スイカの歴史は4000年前に遡り、原産地は南アフリカとされる。世界各地で栽培されるようになったのは16世紀頃といわれ、中国にシルクロードを通って伝来したことから漢字表記が「西瓜」となったとされる。

国内で栽培が始まったのは19世紀中頃。県内では大正中期から栽培されるようになった。
主な生産地は日高地方で、昭和57年頃までは大玉スイカが主流であったが、消費者のニーズの変化に伴い、小玉スイカへの転換が進んでいる。

農水省統計によると、県内の生産量は全国20位で2390t(2020年)。近畿地方では一番の生産地となっている。
一世帯あたりの消費量は3358gで全国17位、支出額は全国12位の1443円で、全国と比べ消費量が多くなっている。
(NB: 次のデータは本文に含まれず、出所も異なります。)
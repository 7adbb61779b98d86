//! Property tests for the forecasting core.
//!
//! Uses proptest to verify:
//! 1. Resampler — Friday anchors, bucket means, order invariance
//! 2. Calendar features — field ranges and the promotion flag
//! 3. Dispatch — case-insensitive tokens, everything else rejected
//! 4. Idempotence — identical inputs give identical forecasts

use chrono::{Datelike, Duration, NaiveDate, Weekday};
use proptest::prelude::*;
use std::collections::BTreeMap;

use demandiq_core::features::{extract_features, future_dates};
use demandiq_core::resample::{resample_weekly, week_ending_friday};
use demandiq_core::{forecast, ForecastConfig, ForecastError, HistoricalPoint, ModelKind, PromotionSet};

// ── Strategies (proptest) ────────────────────────────────────────────

fn arb_date() -> impl Strategy<Value = NaiveDate> {
    (0i64..3650).prop_map(|offset| NaiveDate::from_ymd_opt(2018, 1, 1).unwrap() + Duration::days(offset))
}

fn arb_daily_values() -> impl Strategy<Value = Vec<(NaiveDate, f64)>> {
    prop::collection::vec((arb_date(), -1000.0..1000.0_f64), 1..60)
}

fn arb_mixed_case(word: &'static str) -> impl Strategy<Value = String> {
    prop::collection::vec(any::<bool>(), word.len()).prop_map(move |upper| {
        word.chars()
            .zip(upper)
            .map(|(c, u)| if u { c.to_ascii_uppercase() } else { c })
            .collect()
    })
}

// ── 1. Resampler ─────────────────────────────────────────────────────

proptest! {
    /// Every bucket is labelled by a Friday no earlier than any of its days
    /// and less than a week after them.
    #[test]
    fn anchors_are_following_fridays(date in arb_date()) {
        let anchor = week_ending_friday(date);
        prop_assert_eq!(anchor.weekday(), Weekday::Fri);
        prop_assert!(anchor >= date);
        prop_assert!((anchor - date).num_days() < 7);
    }

    /// Bucket values are the mean of exactly the days mapped to them.
    #[test]
    fn bucket_values_are_means(values in arb_daily_values()) {
        let mut expected: BTreeMap<NaiveDate, Vec<f64>> = BTreeMap::new();
        for (date, value) in &values {
            expected.entry(week_ending_friday(*date)).or_default().push(*value);
        }

        let weekly = resample_weekly(values.iter().copied());
        prop_assert_eq!(weekly.len(), expected.len());
        for (point, (anchor, members)) in weekly.iter().zip(&expected) {
            prop_assert_eq!(point.week_ending_date, *anchor);
            let mean = members.iter().sum::<f64>() / members.len() as f64;
            prop_assert!((point.predicted_value - mean).abs() < 1e-9);
        }
    }

    /// Output is ascending and does not depend on input order.
    #[test]
    fn resampling_ignores_input_order(values in arb_daily_values()) {
        let forward = resample_weekly(values.iter().copied());
        let backward = resample_weekly(values.iter().rev().copied());
        prop_assert!(forward.windows(2).all(|w| w[0].week_ending_date < w[1].week_ending_date));
        prop_assert_eq!(forward.len(), backward.len());
        for (a, b) in forward.iter().zip(&backward) {
            prop_assert_eq!(a.week_ending_date, b.week_ending_date);
            prop_assert!((a.predicted_value - b.predicted_value).abs() < 1e-9);
        }
    }
}

// ── 2. Calendar features ─────────────────────────────────────────────

proptest! {
    #[test]
    fn feature_fields_stay_in_range(
        dates in prop::collection::vec(arb_date(), 1..40),
        promo_mask in prop::collection::vec(any::<bool>(), 40),
    ) {
        let promotions: PromotionSet = dates
            .iter()
            .zip(&promo_mask)
            .filter(|(_, &on)| on)
            .map(|(d, _)| *d)
            .collect();
        let rows = extract_features(&dates, &promotions);

        prop_assert_eq!(rows.len(), dates.len());
        for (row, date) in rows.iter().zip(&dates) {
            prop_assert_eq!(row.date, *date);
            prop_assert!(row.day_of_week < 7);
            prop_assert_eq!(row.quarter, (row.month - 1) / 3 + 1);
            prop_assert!((1..=53).contains(&row.iso_week));
            prop_assert!((1..=366).contains(&row.day_of_year));
            prop_assert_eq!(row.is_promotion(), promotions.contains(*date));
        }
    }

    #[test]
    fn future_dates_are_consecutive(last in arb_date(), days in 0i64..400) {
        let dates = future_dates(last, days);
        prop_assert_eq!(dates.len() as i64, days);
        if let Some(first) = dates.first() {
            prop_assert_eq!(*first, last + Duration::days(1));
        }
        prop_assert!(dates.windows(2).all(|w| w[1] - w[0] == Duration::days(1)));
    }
}

// ── 3. Dispatch ──────────────────────────────────────────────────────

proptest! {
    #[test]
    fn mixed_case_tokens_resolve(
        prophet in arb_mixed_case("prophet"),
        xgboost in arb_mixed_case("xgboost"),
    ) {
        prop_assert_eq!(prophet.parse::<ModelKind>().unwrap(), ModelKind::SeasonalDecomposition);
        prop_assert_eq!(xgboost.parse::<ModelKind>().unwrap(), ModelKind::TreeEnsemble);
    }

    #[test]
    fn other_tokens_are_rejected(token in "[a-z]{1,12}") {
        prop_assume!(token != "prophet" && token != "xgboost");
        let err = forecast(&token, &[], &ForecastConfig::default()).unwrap_err();
        prop_assert_eq!(err, ForecastError::InvalidModel(token));
    }
}

// ── 4. Idempotence ───────────────────────────────────────────────────

proptest! {
    #![proptest_config(ProptestConfig::with_cases(6))]

    #[test]
    fn forecasts_are_idempotent(
        levels in prop::collection::vec(10.0..200.0_f64, 30..50),
        model in prop::sample::select(vec!["prophet", "xgboost"]),
        horizon in 1u32..6,
    ) {
        let start = NaiveDate::from_ymd_opt(2021, 1, 3).unwrap();
        let history: Vec<HistoricalPoint> = levels
            .iter()
            .enumerate()
            .map(|(i, v)| HistoricalPoint::new(start + Duration::weeks(i as i64), *v))
            .collect();
        let config = ForecastConfig::new(horizon, PromotionSet::new());

        let first = forecast(model, &history, &config).unwrap();
        let second = forecast(model, &history, &config).unwrap();
        prop_assert_eq!(first, second);
    }
}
県内で多く栽培されているのが「ひとりじめ」という品種。大玉スイカに負けないシャリっとした食感で、糖度は13度から14度。この品種には複数の種類があり「ひとりじめ7」「ひとりじめHM」などが県内で多く栽培され、1玉1000円から1500円程度で販売されている。


【写真】県内で栽培が盛んな「ひとりじめ」

スイカは水分が豊富で、エネルギーとなる糖分も含まれるため熱中症対策に有効。
少量の塩をかけて食べる地域もあり、塩分補給という意味で理にかなっている。100gあたり120㎎のカリウムが含まれており、摂り過ぎた水分を排出する機能がある。
また、シトルリンというアミノ酸が含まれ、血流を促しむくみを取る効果があるとされる。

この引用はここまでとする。